Hope of Heaven
This title is taken from a John O’Hara novel I like very much. It seems appropriate because today is the birthday of three admirable public figures:
- Eleanor Powell, dancer,
- Coleman Hawkins, saxophonist, and
- Sir Arthur Quiller-Couch (Q), teacher.
“No one can top Eleanor Powell – not even Fred Astaire.” — A fellow professional. Reportedly, “Astaire himself said she was better than him.”
That’s as good as it gets.
Let us hope that Powell, Hawkins, and Q are enjoying a place that Q, quoting Plato’s Phaedrus, described as follows:
“a fair resting-place, full of summer sounds and scents!”

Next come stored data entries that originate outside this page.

use std::path::PathBuf;

use clap::{Parser, Subcommand};
use warmer_core::ForceOverrides;

#[derive(Parser, Debug)]
#[command(
    name = "lidarr-cache-warmer",
    version,
    about = "Warm the Lidarr metadata API cache for every artist and album in a Lidarr library"
)]
pub struct Args {
    /// Configuration file
    #[arg(long, env = "WARMER_CONFIG", default_value = "config.toml")]
    pub config: PathBuf,

    /// Re-probe artists whose lookup is already cached (one attempt each)
    #[arg(long)]
    pub force_artists: bool,

    /// Re-probe release groups that are already cached (one attempt each)
    #[arg(long)]
    pub force_rg: bool,

    /// Re-run text searches that already succeeded
    #[arg(long)]
    pub force_text_search: bool,

    /// Show what the next run would probe, without probing or writing
    #[arg(long)]
    pub dry_run: bool,

    /// Repeat runs on the configured interval
    #[arg(long, conflicts_with = "dry_run")]
    pub schedule: bool,

    #[command(subcommand)]
    pub command: Option<Command>,
}

#[derive(Subcommand, Debug, Clone, Copy, PartialEq, Eq)]
pub enum Command {
    /// Print ledger statistics and exit
    Stats,
}

impl Args {
    pub fn overrides(&self) -> ForceOverrides {
        ForceOverrides {
            artists: self.force_artists,
            release_groups: self.force_rg,
            text_search: self.force_text_search,
        }
    }
}
//! Types for the warming orchestrator.

use chrono::{DateTime, Utc};
use serde::Serialize;
use thiserror::Error;

use crate::inventory::SyncStats;
use crate::manual::MergeStats;
use crate::probe::{Phase, PhaseSummary, SelectionCounts};

/// Errors that abort a run.
#[derive(Debug, Error)]
pub enum OrchestratorError {
    /// Ledger read or write failed.
    #[error("ledger error: {0}")]
    Ledger(#[from] crate::ledger::LedgerError),

    /// The upstream inventory could not be fetched.
    #[error("inventory error: {0}")]
    Inventory(#[from] crate::inventory::InventoryError),
}

/// Why a phase did not run.
#[derive(Debug, Clone, Copy, PartialEq, Eq, Serialize)]
#[serde(rename_all = "snake_case")]
pub enum SkipReason {
    /// Turned off in configuration.
    Disabled,
    /// First run against an empty ledger.
    DiscoveryMode,
    /// The run was stopped before this phase started.
    Stopped,
}

#[derive(Debug, Clone, PartialEq, Eq, Serialize)]
pub struct SkippedPhase {
    pub phase: Phase,
    pub reason: SkipReason,
}

/// Outcome of one warming run.
#[derive(Debug, Clone, Serialize)]
pub struct RunSummary {
    pub run_id: String,
    pub started_at: DateTime<Utc>,
    pub finished_at: DateTime<Utc>,
    pub discovery: bool,
    /// Present when manual entries were merged.
    pub manual: Option<MergeStats>,
    pub sync: SyncStats,
    pub phases: Vec<PhaseSummary>,
    pub skipped: Vec<SkippedPhase>,
}

impl RunSummary {
    pub fn phase(&self, phase: Phase) -> Option<&PhaseSummary> {
        self.phases.iter().find(|p| p.phase == phase)
    }

    pub fn was_aborted(&self) -> bool {
        self.phases.iter().any(PhaseSummary::was_aborted)
    }

    pub fn total_probes(&self) -> u64 {
        self.phases.iter().map(|p| p.probes_issued).sum()
    }

    pub fn elapsed_secs(&self) -> f64 {
        (self.finished_at - self.started_at).num_milliseconds() as f64 / 1000.0
    }
}

/// Work-set a phase would get, without probing.
#[derive(Debug, Clone, PartialEq, Eq, Serialize)]
pub struct PlannedPhase {
    pub phase: Phase,
    pub selected: usize,
    pub selection: SelectionCounts,
}

/// Dry-run view of the next run.
///
/// Release group counts assume the artists cached right now; a real run
/// evaluates that after its artist phase.
#[derive(Debug, Clone, Serialize)]
pub struct RunPlan {
    pub discovery: bool,
    pub manual: Option<MergeStats>,
    pub sync: SyncStats,
    pub phases: Vec<PlannedPhase>,
    pub skipped: Vec<SkippedPhase>,
}

impl RunPlan {
    pub fn phase(&self, phase: Phase) -> Option<&PlannedPhase> {
        self.phases.iter().find(|p| p.phase == phase)
    }
}

#[cfg(test)]
mod tests {
    use super::*;
    use crate::ledger::LedgerError;

    #[test]
    fn test_error_display() {
        let err: OrchestratorError = LedgerError::Database("disk full".to_string()).into();
        assert_eq!(err.to_string(), "ledger error: Database error: disk full");
    }

    #[test]
    fn test_skip_reason_serialization() {
        let skipped = SkippedPhase {
            phase: Phase::TextSearch,
            reason: SkipReason::DiscoveryMode,
        };
        let json = serde_json::to_string(&skipped).unwrap();
        assert_eq!(json, r#"{"phase":"text_search","reason":"discovery_mode"}"#);
    }
}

This is a rather different, and more pleasant, approach to the Phaedrus than the one most familiar to later generations — that of Pirsig in Zen and the Art of Motorcyle Maintenance. Both approaches, however, display what Pirsig calls “Quality.”
One of my own generation’s closest approaches to Quality is found in the 25th Anniversary Report of the Harvard Class of 1964. Charles Small remarks,
“A lot of other stuff has gone down the drain since 1964, of course, besides my giving up being a mathematician and settling into my first retirement. My love-hate relationship with the language has intensified, and my despair with words as instruments of communion is often near total. I read a little, but not systematically. I’ve always been enthralled by the notion that Time is an illusion, a trick our minds play in an attempt to keep things separate, without any reality of its own. My experience suggests that this is literally true, but not the kind of truth that can be acted upon….
I’m always sad and always happy. As someone says in Diane Keaton’s film ‘Heaven,’ ‘It’s kind of a lost cause, but it’s a great experience.'”
I agree. Here are two links to some work of what is apparently this same Charles Small:
- Arithmetic of Finite Fields and
- Manontroppo Music — Arrangements, especially for string quartet
humn. When I think of Fred Astaire, I think of Ginger Rogers.
She did everything he did, but backwards and in high heels.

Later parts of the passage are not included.